### Work instruction
Among the records below, determine how many lines have the word "words" in them; output only the number.

Dataset entries
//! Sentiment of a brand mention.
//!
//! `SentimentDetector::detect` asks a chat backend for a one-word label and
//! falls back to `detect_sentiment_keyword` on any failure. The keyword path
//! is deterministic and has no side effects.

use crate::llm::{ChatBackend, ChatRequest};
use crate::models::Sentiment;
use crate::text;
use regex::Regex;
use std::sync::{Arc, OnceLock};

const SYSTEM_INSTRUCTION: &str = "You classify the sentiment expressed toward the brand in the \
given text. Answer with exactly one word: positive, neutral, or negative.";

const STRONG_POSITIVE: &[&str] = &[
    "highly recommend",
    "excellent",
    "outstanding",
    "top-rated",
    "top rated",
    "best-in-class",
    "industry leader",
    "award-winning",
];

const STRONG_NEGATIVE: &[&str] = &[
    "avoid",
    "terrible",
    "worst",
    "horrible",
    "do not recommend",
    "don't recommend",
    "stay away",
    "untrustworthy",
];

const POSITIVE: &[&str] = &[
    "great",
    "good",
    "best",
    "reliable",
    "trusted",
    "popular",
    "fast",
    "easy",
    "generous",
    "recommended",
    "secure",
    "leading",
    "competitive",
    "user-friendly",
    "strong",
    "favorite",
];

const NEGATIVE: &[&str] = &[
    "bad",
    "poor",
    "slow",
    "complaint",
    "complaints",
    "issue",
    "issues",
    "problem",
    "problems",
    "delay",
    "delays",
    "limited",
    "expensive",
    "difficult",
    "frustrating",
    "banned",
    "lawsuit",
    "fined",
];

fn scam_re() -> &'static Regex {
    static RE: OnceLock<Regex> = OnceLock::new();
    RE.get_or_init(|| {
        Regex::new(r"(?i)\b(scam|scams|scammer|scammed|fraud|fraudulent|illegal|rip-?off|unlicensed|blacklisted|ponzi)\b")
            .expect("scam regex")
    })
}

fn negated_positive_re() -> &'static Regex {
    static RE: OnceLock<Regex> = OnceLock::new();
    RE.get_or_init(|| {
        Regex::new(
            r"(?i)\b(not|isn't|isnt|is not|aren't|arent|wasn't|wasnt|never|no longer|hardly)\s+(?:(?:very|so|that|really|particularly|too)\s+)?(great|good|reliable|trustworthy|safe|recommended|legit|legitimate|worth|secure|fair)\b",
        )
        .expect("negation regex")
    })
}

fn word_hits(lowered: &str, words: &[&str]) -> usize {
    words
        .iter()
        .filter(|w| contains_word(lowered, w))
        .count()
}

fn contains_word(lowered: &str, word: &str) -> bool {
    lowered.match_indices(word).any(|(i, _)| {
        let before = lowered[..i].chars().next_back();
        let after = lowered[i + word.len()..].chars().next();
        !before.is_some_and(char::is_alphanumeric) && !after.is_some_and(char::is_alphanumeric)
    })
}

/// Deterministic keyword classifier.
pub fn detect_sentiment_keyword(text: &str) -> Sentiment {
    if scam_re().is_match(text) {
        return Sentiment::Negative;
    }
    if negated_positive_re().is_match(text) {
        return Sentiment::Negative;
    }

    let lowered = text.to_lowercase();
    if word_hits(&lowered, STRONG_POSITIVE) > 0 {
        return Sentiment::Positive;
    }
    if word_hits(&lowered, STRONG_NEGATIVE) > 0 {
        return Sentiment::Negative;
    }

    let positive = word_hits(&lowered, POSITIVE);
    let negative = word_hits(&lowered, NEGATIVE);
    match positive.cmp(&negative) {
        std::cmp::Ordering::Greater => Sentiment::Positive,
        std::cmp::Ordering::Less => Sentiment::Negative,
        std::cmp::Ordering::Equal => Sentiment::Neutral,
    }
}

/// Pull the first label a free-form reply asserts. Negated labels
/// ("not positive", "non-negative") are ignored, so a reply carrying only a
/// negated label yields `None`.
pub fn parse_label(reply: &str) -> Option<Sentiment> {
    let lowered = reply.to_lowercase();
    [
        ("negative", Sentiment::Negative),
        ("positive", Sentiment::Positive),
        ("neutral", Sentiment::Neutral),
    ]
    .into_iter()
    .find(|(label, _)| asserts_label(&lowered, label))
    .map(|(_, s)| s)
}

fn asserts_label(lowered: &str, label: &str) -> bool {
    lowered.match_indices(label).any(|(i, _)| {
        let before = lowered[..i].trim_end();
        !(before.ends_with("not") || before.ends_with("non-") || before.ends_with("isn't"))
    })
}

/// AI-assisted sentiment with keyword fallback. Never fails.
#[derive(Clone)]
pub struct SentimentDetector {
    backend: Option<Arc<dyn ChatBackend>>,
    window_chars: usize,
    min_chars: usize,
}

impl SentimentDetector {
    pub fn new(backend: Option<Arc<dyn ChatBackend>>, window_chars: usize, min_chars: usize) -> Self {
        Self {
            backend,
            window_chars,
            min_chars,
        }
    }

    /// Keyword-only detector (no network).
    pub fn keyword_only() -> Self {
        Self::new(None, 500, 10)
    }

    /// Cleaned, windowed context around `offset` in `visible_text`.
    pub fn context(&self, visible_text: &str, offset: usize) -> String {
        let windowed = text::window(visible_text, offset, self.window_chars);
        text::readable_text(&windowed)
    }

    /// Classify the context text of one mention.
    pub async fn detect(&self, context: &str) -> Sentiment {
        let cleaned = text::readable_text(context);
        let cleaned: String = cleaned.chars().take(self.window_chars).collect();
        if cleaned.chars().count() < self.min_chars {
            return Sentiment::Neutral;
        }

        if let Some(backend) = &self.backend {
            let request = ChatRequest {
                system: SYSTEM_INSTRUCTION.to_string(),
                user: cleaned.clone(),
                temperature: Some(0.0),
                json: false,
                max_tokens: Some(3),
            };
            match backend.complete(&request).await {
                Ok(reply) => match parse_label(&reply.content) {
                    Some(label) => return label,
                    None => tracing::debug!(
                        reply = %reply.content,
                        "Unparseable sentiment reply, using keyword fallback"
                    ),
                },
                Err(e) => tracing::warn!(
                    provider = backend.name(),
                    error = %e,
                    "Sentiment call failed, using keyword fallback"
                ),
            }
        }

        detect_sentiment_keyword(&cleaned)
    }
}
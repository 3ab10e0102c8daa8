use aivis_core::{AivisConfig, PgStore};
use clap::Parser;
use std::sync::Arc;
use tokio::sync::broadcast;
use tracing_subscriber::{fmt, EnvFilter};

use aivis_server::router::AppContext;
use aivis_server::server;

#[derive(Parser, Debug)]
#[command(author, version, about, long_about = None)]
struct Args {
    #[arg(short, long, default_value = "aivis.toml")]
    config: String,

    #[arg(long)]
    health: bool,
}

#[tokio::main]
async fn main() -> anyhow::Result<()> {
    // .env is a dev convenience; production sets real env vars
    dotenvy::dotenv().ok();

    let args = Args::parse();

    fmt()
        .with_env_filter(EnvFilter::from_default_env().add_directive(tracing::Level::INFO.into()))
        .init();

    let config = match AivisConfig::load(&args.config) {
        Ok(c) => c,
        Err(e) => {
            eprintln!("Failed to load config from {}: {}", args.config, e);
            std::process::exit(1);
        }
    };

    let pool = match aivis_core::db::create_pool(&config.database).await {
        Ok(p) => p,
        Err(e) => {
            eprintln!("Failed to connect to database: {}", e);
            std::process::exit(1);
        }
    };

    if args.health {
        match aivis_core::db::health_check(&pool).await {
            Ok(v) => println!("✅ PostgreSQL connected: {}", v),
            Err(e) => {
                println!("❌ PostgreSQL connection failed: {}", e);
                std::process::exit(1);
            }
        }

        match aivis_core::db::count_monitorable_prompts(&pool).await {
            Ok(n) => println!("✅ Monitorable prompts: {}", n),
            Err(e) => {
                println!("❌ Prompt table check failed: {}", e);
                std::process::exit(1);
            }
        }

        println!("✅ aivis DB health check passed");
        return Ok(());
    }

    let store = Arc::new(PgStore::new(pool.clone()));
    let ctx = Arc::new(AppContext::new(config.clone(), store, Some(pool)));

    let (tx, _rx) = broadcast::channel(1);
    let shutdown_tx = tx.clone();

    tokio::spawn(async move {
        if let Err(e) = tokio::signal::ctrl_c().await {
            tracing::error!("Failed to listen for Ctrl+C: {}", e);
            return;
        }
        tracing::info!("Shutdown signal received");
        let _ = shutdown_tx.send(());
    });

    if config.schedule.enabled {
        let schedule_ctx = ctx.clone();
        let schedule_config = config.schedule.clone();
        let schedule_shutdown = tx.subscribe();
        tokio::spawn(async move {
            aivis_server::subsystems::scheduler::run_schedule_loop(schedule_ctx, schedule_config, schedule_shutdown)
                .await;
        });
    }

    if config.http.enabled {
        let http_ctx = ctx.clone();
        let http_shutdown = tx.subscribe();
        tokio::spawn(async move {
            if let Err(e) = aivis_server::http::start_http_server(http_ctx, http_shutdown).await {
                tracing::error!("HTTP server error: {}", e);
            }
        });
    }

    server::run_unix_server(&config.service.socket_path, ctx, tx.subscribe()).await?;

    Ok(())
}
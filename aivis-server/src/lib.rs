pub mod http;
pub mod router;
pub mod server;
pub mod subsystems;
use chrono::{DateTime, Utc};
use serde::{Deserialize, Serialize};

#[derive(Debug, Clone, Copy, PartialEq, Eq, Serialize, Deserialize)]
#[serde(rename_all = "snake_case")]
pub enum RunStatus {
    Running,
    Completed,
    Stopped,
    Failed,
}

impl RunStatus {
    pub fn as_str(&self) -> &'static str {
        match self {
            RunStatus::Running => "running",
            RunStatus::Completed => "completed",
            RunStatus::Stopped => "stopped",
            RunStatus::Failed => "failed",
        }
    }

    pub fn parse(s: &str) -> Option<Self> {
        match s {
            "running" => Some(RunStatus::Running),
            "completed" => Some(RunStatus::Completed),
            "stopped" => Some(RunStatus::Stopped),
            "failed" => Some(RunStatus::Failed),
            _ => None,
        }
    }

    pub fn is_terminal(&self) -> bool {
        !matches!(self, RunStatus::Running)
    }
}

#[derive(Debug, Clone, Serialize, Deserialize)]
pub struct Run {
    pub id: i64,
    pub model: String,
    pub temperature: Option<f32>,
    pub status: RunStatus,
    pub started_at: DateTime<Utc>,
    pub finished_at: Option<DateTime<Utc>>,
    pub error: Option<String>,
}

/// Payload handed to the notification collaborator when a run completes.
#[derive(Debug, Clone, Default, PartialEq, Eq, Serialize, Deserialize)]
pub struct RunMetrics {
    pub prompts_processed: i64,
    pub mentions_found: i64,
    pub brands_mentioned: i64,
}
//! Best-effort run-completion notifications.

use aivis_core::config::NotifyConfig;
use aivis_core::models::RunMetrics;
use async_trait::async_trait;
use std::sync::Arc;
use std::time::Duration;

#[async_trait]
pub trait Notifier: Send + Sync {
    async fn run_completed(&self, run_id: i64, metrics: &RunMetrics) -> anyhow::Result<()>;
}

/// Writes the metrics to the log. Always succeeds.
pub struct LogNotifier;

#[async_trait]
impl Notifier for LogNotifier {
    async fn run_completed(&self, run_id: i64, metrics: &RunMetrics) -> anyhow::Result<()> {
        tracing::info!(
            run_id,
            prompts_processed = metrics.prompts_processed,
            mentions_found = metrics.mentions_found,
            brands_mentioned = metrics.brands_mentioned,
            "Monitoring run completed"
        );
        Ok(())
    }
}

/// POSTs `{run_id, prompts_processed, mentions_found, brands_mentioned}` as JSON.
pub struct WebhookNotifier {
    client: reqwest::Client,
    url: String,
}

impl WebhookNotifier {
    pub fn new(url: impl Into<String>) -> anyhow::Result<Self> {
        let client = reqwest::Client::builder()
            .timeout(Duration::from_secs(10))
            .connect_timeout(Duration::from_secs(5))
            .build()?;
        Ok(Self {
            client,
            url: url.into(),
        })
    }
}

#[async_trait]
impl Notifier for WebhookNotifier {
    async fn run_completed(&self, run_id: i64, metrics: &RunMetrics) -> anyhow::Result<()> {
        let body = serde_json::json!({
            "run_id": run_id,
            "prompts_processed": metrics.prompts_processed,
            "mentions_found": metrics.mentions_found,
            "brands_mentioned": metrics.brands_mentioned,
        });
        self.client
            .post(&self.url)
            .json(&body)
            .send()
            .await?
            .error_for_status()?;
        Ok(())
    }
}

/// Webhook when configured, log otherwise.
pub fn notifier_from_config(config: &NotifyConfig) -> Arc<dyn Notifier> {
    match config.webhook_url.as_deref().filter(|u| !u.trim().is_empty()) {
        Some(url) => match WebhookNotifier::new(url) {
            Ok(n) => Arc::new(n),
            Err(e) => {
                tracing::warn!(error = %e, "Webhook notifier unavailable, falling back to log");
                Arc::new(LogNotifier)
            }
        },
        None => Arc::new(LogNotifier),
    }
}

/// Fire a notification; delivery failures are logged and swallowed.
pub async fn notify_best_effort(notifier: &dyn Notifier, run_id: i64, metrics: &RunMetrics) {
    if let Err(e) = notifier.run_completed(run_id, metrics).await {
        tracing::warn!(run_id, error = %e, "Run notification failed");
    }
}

### Response area
2